Medics delivered more good news and said that now Rueben has arrived I can have the operation I need to walk in six months’ time.
The medication I will need after the surgery will stop me from being able to breast feed, so they want to give me some time to bond with my baby first.
But it means I could be learning to walk again in two years – at the same time Rueben will be taking his first steps.
I’ve been warned that my back will need to be broken to put metal plates in, but if it means I’ll be back on my feet to run around and play with Rueben it will be worth the agony.

Luke is a proud dad and has stayed true to his word. He visits Rueben every day.
There’s no way we will be getting back together, but I’m pleased he wants to be involved.
My mum has helped me out a lot, but I am able to feed Rueben and change his nappy.
He is such a good baby and has settled right in at home. I even have to wake him up for his milk.
I have been told that I said some time before the crash I didn’t want kids before I was 30. Obviously that didn’t go to plan, but I wouldn’t change it for the world. Rueben is the best thing that ever happened to me.

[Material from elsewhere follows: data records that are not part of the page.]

use crate::config::OidcSettings;
use crate::errors::{ErrorKind, ToolgateError, ToolgateResult};
use serde::Deserialize;
use std::collections::HashMap;
use std::time::{Duration, Instant};
use tokio::sync::Mutex;
use tracing::{debug, info, warn};

/// The subset of `.well-known/openid-configuration` this system consumes.
#[derive(Debug, Clone, Deserialize)]
pub struct DiscoveryDocument {
    pub issuer: String,
    pub token_endpoint: String,
    pub jwks_uri: String,
    #[serde(default)]
    pub grant_types_supported: Option<Vec<String>>,
}

impl DiscoveryDocument {
    /// Whether the issuer advertises RFC 8693. `None` when the document does
    /// not list grant types at all — advisory only; callers may still try.
    pub fn supports_token_exchange(&self) -> Option<bool> {
        self.grant_types_supported.as_ref().map(|grants| {
            grants
                .iter()
                .any(|g| g == "urn:ietf:params:oauth:grant-type:token-exchange")
        })
    }
}

struct CacheEntry {
    document: DiscoveryDocument,
    fetched_at: Instant,
}

/// Fetches and memoizes OIDC discovery documents, keyed by normalized issuer
/// (trailing slash stripped). Entries are evicted lazily on access.
pub struct OidcDiscoveryCache {
    http: reqwest::Client,
    settings: OidcSettings,
    cache: Mutex<HashMap<String, CacheEntry>>,
}

impl OidcDiscoveryCache {
    pub fn new(http: reqwest::Client, settings: OidcSettings) -> Self {
        Self {
            http,
            settings,
            cache: Mutex::new(HashMap::new()),
        }
    }

    pub async fn get_document(&self, issuer_url: &str) -> ToolgateResult<DiscoveryDocument> {
        let issuer = normalize_issuer(issuer_url);
        {
            let mut cache = self.cache.lock().await;
            if let Some(entry) = cache.get(&issuer) {
                if entry.fetched_at.elapsed() < Duration::from_secs(self.settings.cache_ttl_secs) {
                    debug!("OIDC discovery cache hit for {}", issuer);
                    return Ok(entry.document.clone());
                }
                cache.remove(&issuer);
            }
        }

        // The fetch runs outside the lock; concurrent misses may fetch twice,
        // last write wins.
        let document = self.fetch(&issuer).await?;
        self.cache.lock().await.insert(
            issuer.clone(),
            CacheEntry {
                document: document.clone(),
                fetched_at: Instant::now(),
            },
        );
        info!("OIDC discovery document cached for {}", issuer);
        Ok(document)
    }

    pub async fn get_token_endpoint(&self, issuer_url: &str) -> ToolgateResult<String> {
        Ok(self.get_document(issuer_url).await?.token_endpoint)
    }

    pub async fn get_jwks_uri(&self, issuer_url: &str) -> ToolgateResult<String> {
        Ok(self.get_document(issuer_url).await?.jwks_uri)
    }

    /// Invalidate one issuer, or everything when `None`.
    pub async fn clear_cache(&self, issuer_url: Option<&str>) {
        let mut cache = self.cache.lock().await;
        match issuer_url {
            Some(issuer) => {
                cache.remove(&normalize_issuer(issuer));
            }
            None => cache.clear(),
        }
    }

    async fn fetch(&self, issuer: &str) -> ToolgateResult<DiscoveryDocument> {
        let discovery_url = format!("{}/.well-known/openid-configuration", issuer);
        debug!("fetching OIDC discovery document from {}", discovery_url);

        let response = self
            .http
            .get(&discovery_url)
            .timeout(Duration::from_secs(self.settings.http_timeout_secs))
            .send()
            .await
            .map_err(|e| transport_error(issuer, &e))?;

        let status = response.status();
        if !status.is_success() {
            let retryable = status.is_server_error();
            let body = response.text().await.unwrap_or_default();
            return Err(ToolgateError::new(
                ErrorKind::OidcDiscoveryError,
                format!("discovery endpoint for '{}' returned {}", issuer, status),
            )
            .with_retryable(retryable)
            .with_upstream_status(status.as_u16())
            .with_upstream_body(&body));
        }

        let document: DiscoveryDocument = response.json().await.map_err(|e| {
            ToolgateError::new(
                ErrorKind::OidcDiscoveryError,
                format!("discovery document for '{}' is not valid: {}", issuer, e),
            )
            .with_retryable(false)
        })?;

        if document.issuer.is_empty()
            || document.token_endpoint.is_empty()
            || document.jwks_uri.is_empty()
        {
            return Err(ToolgateError::new(
                ErrorKind::OidcDiscoveryError,
                format!("discovery document for '{}' is missing required fields", issuer),
            )
            .with_retryable(false));
        }

        if normalize_issuer(&document.issuer) != issuer {
            warn!(
                "discovery document issuer '{}' does not match requested '{}'",
                document.issuer, issuer
            );
        }

        Ok(document)
    }
}

fn normalize_issuer(issuer_url: &str) -> String {
    issuer_url.trim_end_matches('/').to_string()
}

fn transport_error(issuer: &str, err: &reqwest::Error) -> ToolgateError {
    let message = if err.is_timeout() {
        format!("discovery request to '{}' timed out", issuer)
    } else {
        format!("discovery request to '{}' failed: {}", issuer, err)
    };
    ToolgateError::new(ErrorKind::OidcDiscoveryError, message).with_retryable(true)
}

Mum Julie added: ‘Gemma is so happy and so excited about the baby. It’s amazing he is here after everything that has happened.
‘We had some scares during the pregnancy but he is beautiful.
‘I was told Gemma was pregnant a week after the accident. That time is all a blur.
‘I didn’t tell anyone for a month because they didn’t think she would make it through.
‘It was such a shock for her when the hospital staff told her she was expecting – she had lost three years of memory. It has just been very emotional.’